* Galería: Nos permitirá escuchar los temas de la BSO, así como disfrutar con los prólogos y finales desbloqueados, aunque antes deberemos haber jugado o finalizado el juego con ese luchador, o bien soltar 10.000 G por cada prólogo y 50.000 G por cada uno de los finales. De esta forma, los jugadores que se vean incapaces de completar el juego con cierto luchador al que no manejen demasiado bien, podrán de todas formas ver su prólogo y final.
Dentro de opciones destacan las posibilidades para modificar el control y activar el stick analógico, así como asignar atajos de combinaciones a los botones superiores, ya que como siempre, los frontales estarán predeterminados a cada una de las extremidades del luchador, salvo para Steve Fox, el boxeador, que empleará los botones de patada para realizar fintas.
Como podéis ver, no disponemos de Tekken Force, o alguna versión clásica de la saga, algo que si aparecía en la conversión a PlayStation 2 de Tekken 5, ofrecer aspectos distintivos, y no destripar la emulación en PSP de PS-one, podrían haber sido los motivos. Además, y pese al Modo Dojo, la no inclusión de online infraestructura es un aspecto a criticar, ya que esta materia de PSP está bastante descuidada. Pese a todo, y como buen Tekken, no se trata de un juego donde debamos lamentarnos de escasas modalidades de juego.

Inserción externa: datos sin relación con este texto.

fn exec_task(
    fsys: &Arc<Fsys>,
    mut t: Box<Task>,
    resumed: bool,
    vs: &mut VprocState,
    sio: &Arc<SioDispatch>,
    tx_tx: &Sender<Box<Task>>,
) {
    // Arrival-order barrier: while an earlier task on this inode is
    // parked, later ones queue behind it.
    if !resumed {
        if let Some(queue) = vs.barrier.get_mut(&t.ino) {
            queue.push_back(t);
            return;
        }
    }
    let ino = t.ino;
    // Frames that failed parsing carry their verdict already.
    if t.result.is_none() {
        if let Args::Fsync { fh, .. } = &t.args {
            // Fsync waits for a pipelined flush cycle instead of a
            // handler result.
            let owner = match fsys.handle_ino(*fh) {
                Ok((fino, _)) => Some(fino),
                Err(err) => {
                    t.result = Some(Err(err));
                    t.state = TaskState::ExecRes;
                    let _ = tx_tx.send(t);
                    release_barrier(fsys, ino, vs, sio, tx_tx);
                    return;
                }
            };
            vs.flusher.start(fsys, owner);
            if !vs.flusher.active {
                // Nothing dirty: only the device sync remains.
                t.result = Some(fsys.pstor().volume().sync().map(|_| Reply::Empty));
                t.state = TaskState::ExecRes;
                let _ = tx_tx.send(t);
                release_barrier(fsys, ino, vs, sio, tx_tx);
                return;
            }
            vs.flusher.waiters.push(t);
            vs.flusher.issue(sio);
            if vs.flusher.is_done() {
                finish_flush(fsys, &mut vs.flusher, tx_tx);
            }
            release_barrier(fsys, ino, vs, sio, tx_tx);
            return;
        }
        match execute_args(fsys, &t) {
            Err(Error::WouldBlock(vas)) => {
                let id = vs.next_pending_id;
                vs.next_pending_id += 1;
                let nwait = vas.len();
                for va in vas {
                    vs.wait_map.entry(va).or_default().push(id);
                }
                t.state = TaskState::ExecReq;
                let _ = vs.pending.insert(id, Pending { task: t, nwait });
                vs.barrier.entry(ino).or_default();
                return;
            }
            res => {
                if let Err(err) = &res {
                    if err.is_fatal_on_meta() && !is_leaf_error(err) && fsys.is_active() {
                        error!("fatal metadata error: {}", err);
                        fsys.deactivate();
                    }
                }
                t.result = Some(res);
            }
        }
    }
    t.state = TaskState::ExecRes;
    let _ = tx_tx.send(t);
    release_barrier(fsys, ino, vs, sio, tx_tx);
}
//! Error taxonomy of the core.
//!
//! Every failure a logical handler can produce is a typed variant here;
//! the adaptor boundary turns variants into POSIX errno values. The one
//! exception is `WouldBlock`, which never crosses the TX stage: the
//! pipeline consumes it by parking the task until the awaited blocks
//! resolve.

use thiserror::Error;

use crate::vaddr::Vaddr;

/// Core error kinds, surfaced as errno at the adaptor.
#[derive(Debug, Error)]
pub enum Error {
    #[error("no such entry")]
    NotFound,
    #[error("not a directory")]
    NotDir,
    #[error("is a directory")]
    IsDir,
    #[error("entry exists")]
    Exists,
    #[error("directory not empty")]
    NotEmpty,
    #[error("symlink loop")]
    Loop,
    #[error("name too long")]
    NameTooLong,
    #[error("access denied")]
    AccessDenied,
    #[error("not owner")]
    NotOwner,
    #[error("out of space")]
    OutOfSpace,
    #[error("out of inodes")]
    OutOfInodes,
    #[error("too many links")]
    MLink,
    #[error("file too big")]
    FileTooBig,
    #[error("argument too big")]
    ArgTooBig,
    #[error("corrupt data at {0}")]
    CorruptData(Vaddr),
    #[error("bad magic")]
    BadMagic,
    #[error("wrong node kind at {0}")]
    WrongKind(Vaddr),
    #[error("freeing an unallocated block at {0}")]
    InvalidFree(Vaddr),
    #[error("invalid argument")]
    Invalid,
    #[error("operation not supported")]
    NotSupported,
    #[error("bad file handle")]
    BadHandle,
    #[error("no data beyond offset")]
    NoData,
    #[error("no such attribute")]
    NoAttr,
    #[error("mount busy")]
    Busy,
    #[error("would block on {0:?}")]
    WouldBlock(Vec<Vaddr>),
    #[error("volume I/O error: {0}")]
    Io(#[from] std::io::Error),
}

pub type Result<T> = std::result::Result<T, Error>;

impl Error {
    /// POSIX errno for this error kind.
    ///
    /// `WouldBlock` maps to EAGAIN for completeness, but the pipeline
    /// never lets it reach a reply frame.
    pub fn errno(&self) -> i32 {
        match self {
            Error::NotFound => libc::ENOENT,
            Error::NotDir => libc::ENOTDIR,
            Error::IsDir => libc::EISDIR,
            Error::Exists => libc::EEXIST,
            Error::NotEmpty => libc::ENOTEMPTY,
            Error::Loop => libc::ELOOP,
            Error::NameTooLong => libc::ENAMETOOLONG,
            Error::AccessDenied => libc::EACCES,
            Error::NotOwner => libc::EPERM,
            Error::OutOfSpace => libc::ENOSPC,
            Error::OutOfInodes => libc::ENOSPC,
            Error::MLink => libc::EMLINK,
            Error::FileTooBig => libc::EFBIG,
            Error::ArgTooBig => libc::E2BIG,
            Error::CorruptData(_) => libc::EIO,
            Error::BadMagic => libc::EIO,
            Error::WrongKind(_) => libc::EIO,
            Error::InvalidFree(_) => libc::EIO,
            Error::Invalid => libc::EINVAL,
            Error::NotSupported => libc::ENOSYS,
            Error::BadHandle => libc::EBADF,
            Error::NoData => libc::ENXIO,
            Error::NoAttr => libc::ENODATA,
            Error::Busy => libc::EBUSY,
            Error::WouldBlock(_) => libc::EAGAIN,
            Error::Io(_) => libc::EIO,
        }
    }

    /// True for errors that deactivate the whole mount when raised on a
    /// metadata node.
    pub fn is_fatal_on_meta(&self) -> bool {
        matches!(
            self,
            Error::CorruptData(_)
                | Error::BadMagic
                | Error::WrongKind(_)
                | Error::InvalidFree(_)
                | Error::Io(_)
        )
    }
}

El control del juego es ligeramente menos cómodo que en domésticas. Los responsables de esto, la cruceta de PlayStation Portable, y la menor distancia entre los botones frontales, así como el peso de la consola que cansará nuestras muñecas en un juego donde deberemos realizar cientos de pulsaciones en una partida. Pese a que la cruceta digital nos permite realizar diagonales sin dejarnos los dedos, no salen con la debida soltura, algo que se puede solucionar parcialmente con el control analógico, aunque en este caso la realización de movimientos tipo adelante, adelante, no será fluida, por lo que lo aconsejable será combinar ambos sistemas de control. Realizar ataques como el Spinning Demon de Kazuya, o el Dragon Uppercut de los Mishima, no será tan fluido y rápido como debería con la cruceta digital, una de las lacras de la consola.
Pese a haber querido notar esta ligera merma en el control, el juego resulta una delicia a los mandos de una PlayStation Portable, no vayáis a pensar, ligeramente inferior en esta materia a cualquier entrega de PlayStation 2, podremos adaptarnos rápidamente al control en la portátil de Sony, aunque ciertos combos que exigen una rapidísima alternancia de botones no saldrán con toda facilidad, algo que notaremos especialmente en el Desafío de Comandos.
Entrando ya de lleno en el apartado gráfico, tenemos que decir que salvo por la menor tasa de cuadros por segundo en previos y celebraciones, así como cierto efecto ghost o algún clipping, todos ellos ligeros, el juego luce de forma prácticamente idéntica al Tekken 5 de PlayStation 2. Podremos notar una ligera menor poligonización respecto a la doméstica de Sony, y una mínima reducción en la resolución de ciertas texturas, como tatuajes en personajes, pero pese a todo, el acabado de personajes, escenarios, efectos de iluminación, fluidez de las animaciones en combates, velocidad, nos hacen creer estar ante el mismo juego que en PlayStation 2, sin duda todo un elogio.
El rediseño de los escenarios hace que casi todas las creaciones de Tekken 5 hayan perdido belleza, y ese tono oscuro que poseían, un punto negro en este título, aunque heredado de la recreativa. Las ilustraciones de los prólogos, y las CGs adaptadas al formato de pantalla de PSP, lucen genial en la pantalla panorámica de PSP, otorgando un excelente acabado final al juego.
La intro ampliada inicial, podremos ver también la del arcade, así como vídeos del E3, la intro de Tekken 5 de PS2, y el resto de finales heredados de la anterior entrega, más los de los nuevos personajes, vuelven a reiterar el dominio de Namco en referencia a este aspecto, siendo una de las constantes de la saga que mantienen su nivel.